No — I agree with the comments already made in support of this position, but I will add that the inclusion of citations can be justified if the content is likely to be scrutinised by readers because it is controversial. I do not think this is the case here, however, as most of what is written in the lead could be perceived with the same level of caution. Yue🌙18:22, 17 May 2024 (UTC)Reply
No because the lead does not need sources if its information has been properly sourced on the article body. I would also add that this particular information is accurately described and sourced on the article body.
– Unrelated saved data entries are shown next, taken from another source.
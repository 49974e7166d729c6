//! Named preset tables and exact-match detection
//!
//! Each table is scoped to a subtree of the document:
//!
//! * palettes compare the color leaves of `admin_bar` and `admin_menu` from the document root
//! * spacing presets compare the `spacing` subtree (mobile overrides excluded)
//! * shadow presets compare a single visual effects element

use crate::document::CUSTOM;
use serde_json::{json, Map, Value};
use std::sync::OnceLock;
use tracing::debug;

pub const SHADOW_PRESET_NAMES: &[&str] = &["custom", "flat", "soft", "elevated", "dramatic"];
pub const SPACING_PRESET_NAMES: &[&str] = &["custom", "compact", "default", "comfortable", "spacious"];
pub const PALETTE_NAMES: &[&str] = &["default", "midnight", "ocean", "forest", "sunset", "light"];

#[derive(Debug, Clone, Copy, PartialEq, Eq, Hash)]
pub enum PresetKind {
    Palette,
    Spacing,
    Shadow,
}

impl PresetKind {
    pub const ALL: [PresetKind; 3] = [PresetKind::Palette, PresetKind::Spacing, PresetKind::Shadow];

    pub fn as_str(&self) -> &'static str {
        match self {
            PresetKind::Palette => "palette",
            PresetKind::Spacing => "spacing",
            PresetKind::Shadow => "shadow",
        }
    }

    pub fn parse(value: &str) -> Option<PresetKind> {
        match value.trim().to_ascii_lowercase().as_str() {
            "palette" | "palettes" | "colors" => Some(PresetKind::Palette),
            "spacing" => Some(PresetKind::Spacing),
            "shadow" | "shadows" => Some(PresetKind::Shadow),
            _ => None,
        }
    }
}

/// An immutable named snapshot of every comparable leaf in its scope
#[derive(Debug, Clone, PartialEq)]
pub struct PresetRecord {
    pub name: &'static str,
    pub label: &'static str,
    pub values: Value,
}

fn palette(
    name: &'static str,
    label: &'static str,
    bar: [&str; 3],
    menu: [&str; 6],
) -> PresetRecord {
    PresetRecord {
        name,
        label,
        values: json!({
            "admin_bar": {
                "bg_color": bar[0],
                "text_color": bar[1],
                "hover_color": bar[2],
            },
            "admin_menu": {
                "bg_color": menu[0],
                "text_color": menu[1],
                "hover_bg_color": menu[2],
                "hover_text_color": menu[3],
                "active_bg_color": menu[4],
                "submenu_bg_color": menu[5],
            }
        }),
    }
}

fn sides(top: i64, right: i64, bottom: i64, left: i64) -> Value {
    json!({ "top": top, "right": right, "bottom": bottom, "left": left, "unit": "px" })
}

fn spacing(
    name: &'static str,
    label: &'static str,
    menu_padding: [i64; 4],
    menu_margin: [i64; 4],
    admin_bar_padding: [i64; 4],
    submenu: [i64; 3],
    content_margin: [i64; 4],
) -> PresetRecord {
    let [t, r, b, l] = menu_padding;
    let menu_padding = sides(t, r, b, l);
    let [t, r, b, l] = menu_margin;
    let menu_margin = sides(t, r, b, l);
    let [t, r, b, l] = admin_bar_padding;
    let admin_bar_padding = sides(t, r, b, l);
    let [t, r, b, l] = content_margin;
    let content_margin = sides(t, r, b, l);

    PresetRecord {
        name,
        label,
        values: json!({
            "menu_padding": menu_padding,
            "menu_margin": menu_margin,
            "admin_bar_padding": admin_bar_padding,
            "submenu_spacing": {
                "indent": submenu[0],
                "item_padding": submenu[1],
                "offset": submenu[2],
                "unit": "px",
            },
            "content_margin": content_margin,
        }),
    }
}

fn shadow(name: &'static str, label: &'static str, intensity: &str, blur: i64, color: &str) -> PresetRecord {
    PresetRecord {
        name,
        label,
        values: json!({
            "shadow_intensity": intensity,
            "shadow_direction": "bottom",
            "shadow_blur": blur,
            "shadow_color": color,
        }),
    }
}

fn palette_table() -> Vec<PresetRecord> {
    vec![
        palette(
            "default",
            "Default",
            ["#1d2327", "#f0f0f1", "#72aee6"],
            ["#1d2327", "#f0f0f1", "#2c3338", "#72aee6", "#2271b1", "#2c3338"],
        ),
        palette(
            "midnight",
            "Midnight",
            ["#0f172a", "#e2e8f0", "#38bdf8"],
            ["#111827", "#e5e7eb", "#1f2937", "#38bdf8", "#2563eb", "#1f2937"],
        ),
        palette(
            "ocean",
            "Ocean",
            ["#0b3954", "#e0f2fe", "#7dd3fc"],
            ["#0c4a6e", "#e0f2fe", "#075985", "#bae6fd", "#0284c7", "#075985"],
        ),
        palette(
            "forest",
            "Forest",
            ["#1b4332", "#d8f3dc", "#95d5b2"],
            ["#2d6a4f", "#d8f3dc", "#40916c", "#ffffff", "#52b788", "#40916c"],
        ),
        palette(
            "sunset",
            "Sunset",
            ["#7c2d12", "#fff7ed", "#fdba74"],
            ["#9a3412", "#ffedd5", "#c2410c", "#fff7ed", "#ea580c", "#c2410c"],
        ),
        palette(
            "light",
            "Light",
            ["#ffffff", "#1d2327", "#2271b1"],
            ["#f6f7f7", "#1d2327", "#dcdcde", "#1d2327", "#2271b1", "#ffffff"],
        ),
    ]
}

fn spacing_table() -> Vec<PresetRecord> {
    vec![
        spacing("compact", "Compact", [6, 8, 6, 8], [0, 0, 2, 0], [0, 6, 0, 6], [8, 4, 0], [10, 10, 10, 10]),
        spacing("default", "Default", [10, 12, 10, 12], [0, 0, 4, 0], [0, 8, 0, 8], [12, 6, 0], [20, 20, 20, 20]),
        spacing(
            "comfortable",
            "Comfortable",
            [12, 16, 12, 16],
            [0, 0, 6, 0],
            [0, 10, 0, 10],
            [16, 8, 0],
            [24, 24, 24, 24],
        ),
        spacing("spacious", "Spacious", [16, 20, 16, 20], [0, 0, 8, 0], [0, 12, 0, 12], [20, 10, 0], [32, 32, 32, 32]),
    ]
}

fn shadow_table() -> Vec<PresetRecord> {
    vec![
        shadow("flat", "Flat", "none", 0, "#000000"),
        shadow("soft", "Soft", "subtle", 4, "#0000001a"),
        shadow("elevated", "Elevated", "medium", 8, "#00000033"),
        shadow("dramatic", "Dramatic", "strong", 16, "#0000004d"),
    ]
}

/// The ordered table for `kind`
pub fn presets(kind: PresetKind) -> &'static [PresetRecord] {
    static PALETTES: OnceLock<Vec<PresetRecord>> = OnceLock::new();
    static SPACING: OnceLock<Vec<PresetRecord>> = OnceLock::new();
    static SHADOWS: OnceLock<Vec<PresetRecord>> = OnceLock::new();

    match kind {
        PresetKind::Palette => PALETTES.get_or_init(palette_table),
        PresetKind::Spacing => SPACING.get_or_init(spacing_table),
        PresetKind::Shadow => SHADOWS.get_or_init(shadow_table),
    }
}

pub fn find_preset(kind: PresetKind, name: &str) -> Option<&'static PresetRecord> {
    let name = name.trim();
    presets(kind)
        .iter()
        .find(|record| record.name.eq_ignore_ascii_case(name))
}

/// Numbers (including numeric strings) compare numerically, other strings
/// compare case-insensitively. No tolerance.
fn leaf_matches(expected: &Value, live: Option<&Value>) -> bool {
    let live = live.unwrap_or(&Value::Null);

    if let (Some(a), Some(b)) = (as_number(expected), as_number(live)) {
        return a == b;
    }

    match (expected, live) {
        (Value::String(a), Value::String(b)) => a.trim().eq_ignore_ascii_case(b.trim()),
        (a, b) => a == b,
    }
}

fn as_number(value: &Value) -> Option<f64> {
    match value {
        Value::Number(n) => n.as_f64(),
        Value::String(s) => s.trim().parse::<f64>().ok(),
        _ => None,
    }
}

/// Whether every leaf of `expected` has an equal counterpart in `live`
fn subtree_matches(expected: &Value, live: Option<&Value>) -> bool {
    match expected {
        Value::Object(fields) => {
            let live = live.and_then(Value::as_object);
            fields
                .iter()
                .all(|(key, value)| subtree_matches(value, live.and_then(|map| map.get(key))))
        }
        leaf => leaf_matches(leaf, live),
    }
}

/// Name of the first preset whose every comparable field equals `live`,
/// or `"custom"` when none does. Never fails.
pub fn detect_preset(kind: PresetKind, live: &Value) -> String {
    let detected = presets(kind)
        .iter()
        .find(|record| subtree_matches(&record.values, Some(live)))
        .map(|record| record.name)
        .unwrap_or(CUSTOM);

    debug!(kind = kind.as_str(), preset = detected, "Detected preset");
    detected.to_string()
}

/// The candidate patch (document-root relative) that applies preset `name`.
///
/// Spacing and shadow patches also set the matching `preset` tag; a shadow
/// preset is applied to every visual effects element.
pub fn preset_values(kind: PresetKind, name: &str) -> Option<Value> {
    let record = find_preset(kind, name)?;

    let patch = match kind {
        PresetKind::Palette => record.values.clone(),
        PresetKind::Spacing => {
            let mut spacing = record.values.as_object().cloned().unwrap_or_default();
            spacing.insert("preset".to_string(), json!(record.name));
            json!({ "spacing": spacing })
        }
        PresetKind::Shadow => {
            let mut effects = Map::new();
            for element in ["admin_bar", "admin_menu", "buttons", "form_fields"] {
                effects.insert(element.to_string(), record.values.clone());
            }
            effects.insert("preset".to_string(), json!(record.name));
            json!({ "visual_effects": effects })
        }
    };

    Some(patch)
}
I don't see any issue here. Dympies (talk) 05:12, 18 May 2024 (UTC)Reply
Latest comment: 5 months ago20 comments6 people in discussion
Capitals00 insists on having the lede's third paragraph reflect that the Soviet Union's high military spending under Brezhnev did not strain the Soviet economy until after Brezhnev's death. However, in the section entitled "Economic stagnation until 1982", the article explicitly states "Beginning around 1975, economic growth began to decline at least in part due to the regime's sustained prioritization of heavy industry and military spending over consumer goods." In light of this information, shouldn't the lede's third paragraph reflect that "Brezhnev's preoccupation with strengthening the armed forces as well as supporting Moscow's allies abroad badly strained the Soviet economy during the later years of his rule and long after his death" instead?Emiya1980 (talk) 00:41, 23 May 2024 (UTC)Reply
"Era of Stagnation" was a term coined by Gorbachev. The section says that it started due to "ignoring changes occurring in Western societies; increased authoritarianism in Soviet society; the invasion of Afghanistan; the bureaucracy's transformation into an undynamic gerontocracy; lack of economic reform; pervasive political corruption, and other structural problems within the country".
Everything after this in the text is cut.